Now let's filter out bots, low quality trolls, NPCs, and content that isn't easily searchable. It's definitely an interesting diagram, and, though it is fascinating, I think its a 1 dimensional view of the social space.
I prefer to engage around ideas and topics, rather than specific users or content producers, so having a good search and topic based boards or groups immediately puts a site miles ahead for me. Reddit and Lemmy excel at this, but some of the others leave a lot to be desired. As someone who used FB to organize and manage a topic based social group in real life, with a Facebook group of 1000+ participants, FB has some good groups, but the interface is absolute rubbish and I would migrate to just about anything else if I could get people to move.
I guess my point is that we lump these together as "social media", but that's a broad category that holds some very distinct subcategories that excel at very different things.
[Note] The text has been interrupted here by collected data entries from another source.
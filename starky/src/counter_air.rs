//! Toy AIR for a single register counting from `0` to `n-1`.

use std::collections::HashMap;

use stark_field::{Field, MultivariatePoly};

use crate::air::Air;

pub struct CounterAir<F: Field> {
    trace_height: usize,
    _marker: std::marker::PhantomData<F>,
}

impl<F: Field> CounterAir<F> {
    pub fn new(trace_height: usize) -> Self {
        Self { trace_height, _marker: std::marker::PhantomData }
    }
}

impl<F: Field> Air<F> for CounterAir<F> {
    fn aet(&self) -> Vec<Vec<F>> {
        (0..self.trace_height).map(|i| vec![F::from_canonical_u64(i as u64)]).collect()
    }

    fn boundary_constraints(&self) -> Vec<(usize, usize, F)> {
        vec![(0, 0, F::ZERO), (self.trace_height - 1, 0, F::from_canonical_u64((self.trace_height - 1) as u64))]
    }

    fn transition_constraints(&self) -> Vec<MultivariatePoly<F>> {
        // y - x - 1
        let c = MultivariatePoly::new(
            2,
            HashMap::from([(vec![0, 1], F::ONE), (vec![1, 0], -F::ONE), (vec![0, 0], -F::ONE)]),
        );
        vec![c]
    }

    fn n_registers(&self) -> usize {
        1
    }
}

#[cfg(test)]
mod tests {
    use super::*;
    use crate::boundary::BoundaryConstraint;
    use crate::parameters::StarkParameters;
    use stark_field::GoldilocksField as F;
    use stark_fri::{FriParameters, Sponge};

    #[test]
    fn honest_counter_proof_verifies() {
        let air = CounterAir::<F>::new(8);
        let fri = FriParameters::<F>::new(2, 2, 8, 1, 5).unwrap();
        let params = StarkParameters::new(fri, 8);

        let mut prover_sponge = Sponge::new();
        let proof = crate::prover::prove(&air, &params, &mut prover_sponge).unwrap();

        let boundary: Vec<BoundaryConstraint<F>> = air
            .boundary_constraints()
            .into_iter()
            .map(|(row, register, value)| BoundaryConstraint { row, register, value })
            .collect();
        let transitions = air.transition_constraints();

        let mut verifier_sponge = Sponge::new();
        assert!(crate::verifier::verify(&proof, &boundary, &transitions, 1, &params, &mut verifier_sponge).is_ok());
    }
}
use std::collections::HashMap;

use crate::polynomial::Polynomial;
use crate::types::Field;

/// A sparse multivariate polynomial: a map from exponent tuple to coefficient. Exponent tuples
/// all share the same arity (`num_vars`); terms with a mismatched tuple length are a caller bug.
#[derive(Clone, Debug)]
pub struct MultivariatePoly<F: Field> {
    pub num_vars: usize,
    pub terms: HashMap<Vec<u64>, F>,
}

impl<F: Field> MultivariatePoly<F> {
    pub fn new(num_vars: usize, terms: HashMap<Vec<u64>, F>) -> Self {
        for exponents in terms.keys() {
            assert_eq!(exponents.len(), num_vars, "exponent tuple arity mismatch");
        }
        Self { num_vars, terms }
    }

    /// Evaluates at a single point `(x_1, ..., x_n)`.
    pub fn eval(&self, point: &[F]) -> F {
        assert_eq!(point.len(), self.num_vars);
        self.terms
            .iter()
            .map(|(exponents, &coeff)| {
                let monomial: F = exponents
                    .iter()
                    .zip(point)
                    .map(|(&e, &x)| x.exp_u64(e))
                    .product();
                coeff * monomial
            })
            .sum()
    }

    /// Evaluates `self` at each row of `points` (`points[i]` has length `num_vars`).
    pub fn eval_broadcast(&self, points: &[Vec<F>]) -> Vec<F> {
        points.iter().map(|p| self.eval(p)).collect()
    }

    /// Symbolic composition: substitutes each variable `X_i` with a univariate polynomial
    /// `substitutions[i]`, returning the resulting univariate polynomial. Used by the STARK
    /// prover/verifier to turn a transition constraint over `(current || next)` registers into a
    /// single polynomial in the evaluation-domain variable.
    pub fn substitute(&self, substitutions: &[Polynomial<F>]) -> Polynomial<F> {
        assert_eq!(substitutions.len(), self.num_vars);
        let mut result = Polynomial::zero();
        for (exponents, &coeff) in &self.terms {
            let mut term = Polynomial::constant(coeff);
            for (&e, poly) in exponents.iter().zip(substitutions) {
                for _ in 0..e {
                    term = &term * poly;
                }
            }
            result = &result + &term;
        }
        result
    }
}
pub mod error;
pub mod merkle;
pub mod parameters;
pub mod proof;
pub mod prover;
pub mod sponge;
pub mod verifier;

pub use error::{ParameterError, VerificationFailure};
pub use merkle::{Hash, MerkleProof, MerkleTree};
pub use parameters::FriParameters;
pub use proof::{FriProof, RoundProof};
pub use prover::prove;
pub use sponge::Sponge;
pub use verifier::verify;
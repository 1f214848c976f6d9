use sha3::{Digest, Sha3_256};
use stark_field::Field;
use stark_util::log2_strict;

pub type Hash = [u8; 32];

/// Serializes a stacked-evaluation row to bytes for hashing: each element's canonical
/// representative, big-endian, concatenated in order.
pub fn serialize_row<F: Field>(row: &[F]) -> Vec<u8> {
    let mut bytes = Vec::with_capacity(row.len() * 8);
    for x in row {
        bytes.extend_from_slice(&x.to_canonical_u64().to_be_bytes());
    }
    bytes
}

fn hash_leaf(bytes: &[u8]) -> Hash {
    let mut hasher = Sha3_256::new();
    hasher.update(bytes);
    hasher.finalize().into()
}

fn hash_node(left: &Hash, right: &Hash) -> Hash {
    let mut hasher = Sha3_256::new();
    hasher.update(left);
    hasher.update(right);
    hasher.finalize().into()
}

/// The sibling digests of a leaf's path to the root, ordered from the bottommost layer up.
#[derive(Clone, Debug, PartialEq, Eq)]
pub struct MerkleProof {
    pub siblings: Vec<Hash>,
}

/// A binary Merkle tree over serialized stacked-evaluation rows, SHA3-256 throughout. Built once
/// from a complete set of rows (`append_bulk`) and then queried; there is no incremental append or
/// deletion, matching the per-proof, build-once-discard lifecycle of the prover/verifier.
#[derive(Clone, Debug)]
pub struct MerkleTree<F: Field> {
    leaves: Vec<Vec<F>>,
    /// `layers[0]` holds the leaf hashes; `layers.last()` holds the single root hash.
    layers: Vec<Vec<Hash>>,
}

impl<F: Field> MerkleTree<F> {
    pub fn append_bulk(rows: Vec<Vec<F>>) -> Self {
        assert!(!rows.is_empty(), "cannot build a Merkle tree over zero rows");
        log2_strict(rows.len());

        let leaf_hashes: Vec<Hash> = rows.iter().map(|row| hash_leaf(&serialize_row(row))).collect();
        let mut layers = vec![leaf_hashes];
        while layers.last().unwrap().len() > 1 {
            let prev = layers.last().unwrap();
            let next = prev.chunks(2).map(|pair| hash_node(&pair[0], &pair[1])).collect();
            layers.push(next);
        }
        Self { leaves: rows, layers }
    }

    pub fn root(&self) -> Hash {
        self.layers.last().unwrap()[0]
    }

    pub fn leaf(&self, index: usize) -> &[F] {
        &self.leaves[index]
    }

    pub fn prove(&self, mut index: usize) -> MerkleProof {
        let num_layers = self.layers.len() - 1;
        let siblings = (0..num_layers)
            .map(|layer| {
                let sibling_index = index ^ 1;
                index >>= 1;
                self.layers[layer][sibling_index]
            })
            .collect();
        MerkleProof { siblings }
    }

    pub fn prove_bulk(&self, indices: &[usize]) -> Vec<MerkleProof> {
        indices.iter().map(|&i| self.prove(i)).collect()
    }

    pub fn verify(row: &[F], root: Hash, index: usize, proof: &MerkleProof) -> bool {
        let mut digest = hash_leaf(&serialize_row(row));
        let mut index = index;
        for sibling in &proof.siblings {
            digest = if index & 1 == 0 {
                hash_node(&digest, sibling)
            } else {
                hash_node(sibling, &digest)
            };
            index >>= 1;
        }
        digest == root
    }

    pub fn verify_bulk(rows: &[Vec<F>], root: Hash, indices: &[usize], proofs: &[MerkleProof]) -> bool {
        rows.len() == indices.len()
            && rows.len() == proofs.len()
            && rows
                .iter()
                .zip(indices)
                .zip(proofs)
                .all(|((row, &index), proof)| Self::verify(row, root, index, proof))
    }
}
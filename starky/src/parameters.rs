use stark_field::Field;
use stark_fri::FriParameters;
use stark_util::next_power_of_two;

/// `(F, omega_FRI, omega_trace)`: the inner FRI parameters plus the trace subgroup generator
/// ("omicron" in the original vocabulary) whose order is the next power of two at or above the
/// trace height.
#[derive(Clone, Debug)]
pub struct StarkParameters<F: Field> {
    pub fri: FriParameters<F>,
    pub omicron: F,
    pub trace_height: usize,
}

impl<F: Field> StarkParameters<F> {
    pub fn new(fri: FriParameters<F>, n_rows: usize) -> Self {
        let trace_height = next_power_of_two(n_rows);
        let omicron = F::primitive_root_of_unity(trace_height);
        Self { fri, omicron, trace_height }
    }
}
use stark_field::fold::extend_indices;
use stark_field::{Field, MultivariatePoly, Polynomial};
use stark_fri::{MerkleTree, Sponge};

use crate::boundary::{compute_boundaries, BoundaryConstraint};
use crate::error::VerificationFailure;
use crate::parameters::StarkParameters;
use crate::proof::StarkProof;

/// Runs the STARK verifier against `proof`, replaying `sponge` in lockstep with the prover
/// (including the handoff into the inner FRI verifier). Takes the boundary/transition constraints
/// directly rather than an `Air` implementor, since the verifier never needs the trace itself.
pub fn verify<F: Field>(
    proof: &StarkProof<F>,
    boundary_constraints: &[BoundaryConstraint<F>],
    transition_constraints: &[MultivariatePoly<F>],
    n_registers: usize,
    params: &StarkParameters<F>,
    sponge: &mut Sponge,
) -> Result<(), VerificationFailure> {
    let indices = proof.combination_proof.round_proofs[0].indices.clone();

    for j in 0..n_registers {
        let current = &proof.bq_current[j];
        if !MerkleTree::verify_bulk(&current.stacked_rows, current.root, &indices, &current.paths) {
            return Err(VerificationFailure::BoundaryQuotientOpening { register: j, which: "current" });
        }
        sponge.absorb_hash(current.root);

        let next = &proof.bq_next[j];
        if !MerkleTree::verify_bulk(&next.stacked_rows, next.root, &indices, &next.paths) {
            return Err(VerificationFailure::BoundaryQuotientOpening { register: j, which: "next" });
        }
        sponge.absorb_hash(next.root);
    }

    let boundaries = compute_boundaries(n_registers, params.omicron, boundary_constraints);

    let weight_count = transition_constraints.len() + n_registers;
    let weights: Vec<F> = (0..weight_count).map(|_| sponge.squeeze_field_element::<F>()).collect();

    stark_fri::verify(&proof.combination_proof, &params.fri, sponge)?;

    let k = params.fri.folding_factor;
    let n0 = params.fri.domain.len();
    let e = extend_indices(&indices, n0, k);
    let xs_current: Vec<F> = e.iter().map(|&p| params.fri.domain.points[p]).collect();
    let xs_next: Vec<F> = xs_current.iter().map(|&x| x * params.omicron).collect();

    let h: Vec<F> = params.omicron.powers().take(params.trace_height).collect();
    let z_h_star = Polynomial::from_roots(&h[..h.len() - 1]);

    let flatten = |rows: &[Vec<F>]| -> Vec<F> { rows.iter().flatten().copied().collect() };

    let bq_current_flat: Vec<Vec<F>> = proof.bq_current.iter().map(|bq| flatten(&bq.stacked_rows)).collect();
    let bq_next_flat: Vec<Vec<F>> = proof.bq_next.iter().map(|bq| flatten(&bq.stacked_rows)).collect();

    let mut trace_current = Vec::with_capacity(n_registers);
    let mut trace_next = Vec::with_capacity(n_registers);
    for j in 0..n_registers {
        let zj_current = boundaries.zerofiers[j].eval_batch(&xs_current);
        let bj_current = boundaries.polynomials[j].eval_batch(&xs_current);
        trace_current.push(
            bq_current_flat[j]
                .iter()
                .zip(zj_current.iter().zip(bj_current.iter()))
                .map(|(&q, (&z, &b))| q * z + b)
                .collect::<Vec<F>>(),
        );

        let zj_next = boundaries.zerofiers[j].eval_batch(&xs_next);
        let bj_next = boundaries.polynomials[j].eval_batch(&xs_next);
        trace_next.push(
            bq_next_flat[j]
                .iter()
                .zip(zj_next.iter().zip(bj_next.iter()))
                .map(|(&q, (&z, &b))| q * z + b)
                .collect::<Vec<F>>(),
        );
    }

    let width = e.len();
    let mut expected = vec![F::ZERO; width];
    for (t_idx, constraint) in transition_constraints.iter().enumerate() {
        let z_h_star_at: Vec<F> = xs_current.iter().map(|&x| z_h_star.eval(x).inverse()).collect();
        for pos in 0..width {
            let mut point: Vec<F> = (0..n_registers).map(|j| trace_current[j][pos]).collect();
            point.extend((0..n_registers).map(|j| trace_next[j][pos]));
            let value = constraint.eval(&point);
            expected[pos] += weights[t_idx] * value * z_h_star_at[pos];
        }
    }
    for j in 0..n_registers {
        let w = weights[transition_constraints.len() + j];
        for pos in 0..width {
            expected[pos] += w * bq_current_flat[j][pos];
        }
    }

    let actual = flatten(&proof.combination_proof.round_proofs[0].stacked_rows);
    for pos in 0..width {
        if expected[pos] != actual[pos] {
            return Err(VerificationFailure::Consistency { position: pos });
        }
    }

    Ok(())
}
Facebook has like many thousands or even hundreds of thousands really dead accounts ( of dead people ), some of those accounts are just Oculus accounts as they got forced to create a facebook account, but i think those are very low in the hundreds or with low probability in the thousands.
LinkedIn isnt really a social network for me, its rather you state your past work and current work only then to get invited to 6 sessions of coding reviews.
Twitch is a entertainment platform ( like youtube ), not social media.
I was reading the Wikipedia page linked just an hour ago.
and I was surprised to see over a billion daily users on Facebook. I used to think at best that'd be in millions.
I understand now that what do people mean when they day social media's amplification of a certain message can have great impact. I used to take it lightly, partly because I an totally detached to any of these big platforms.
and being on Lemmy is a wholly different experience.
So that's why Instagram is the way it is, i assumed it was fairly small but it has attracted a rather toxic userbase and i don't actually enjoy it anymore.
It used to be a place where i could share my joys and people with similar interests would follow me because they enjoy my joys too.
But now it's just tiktok, at least i assume seeing it's all reels and loud noises.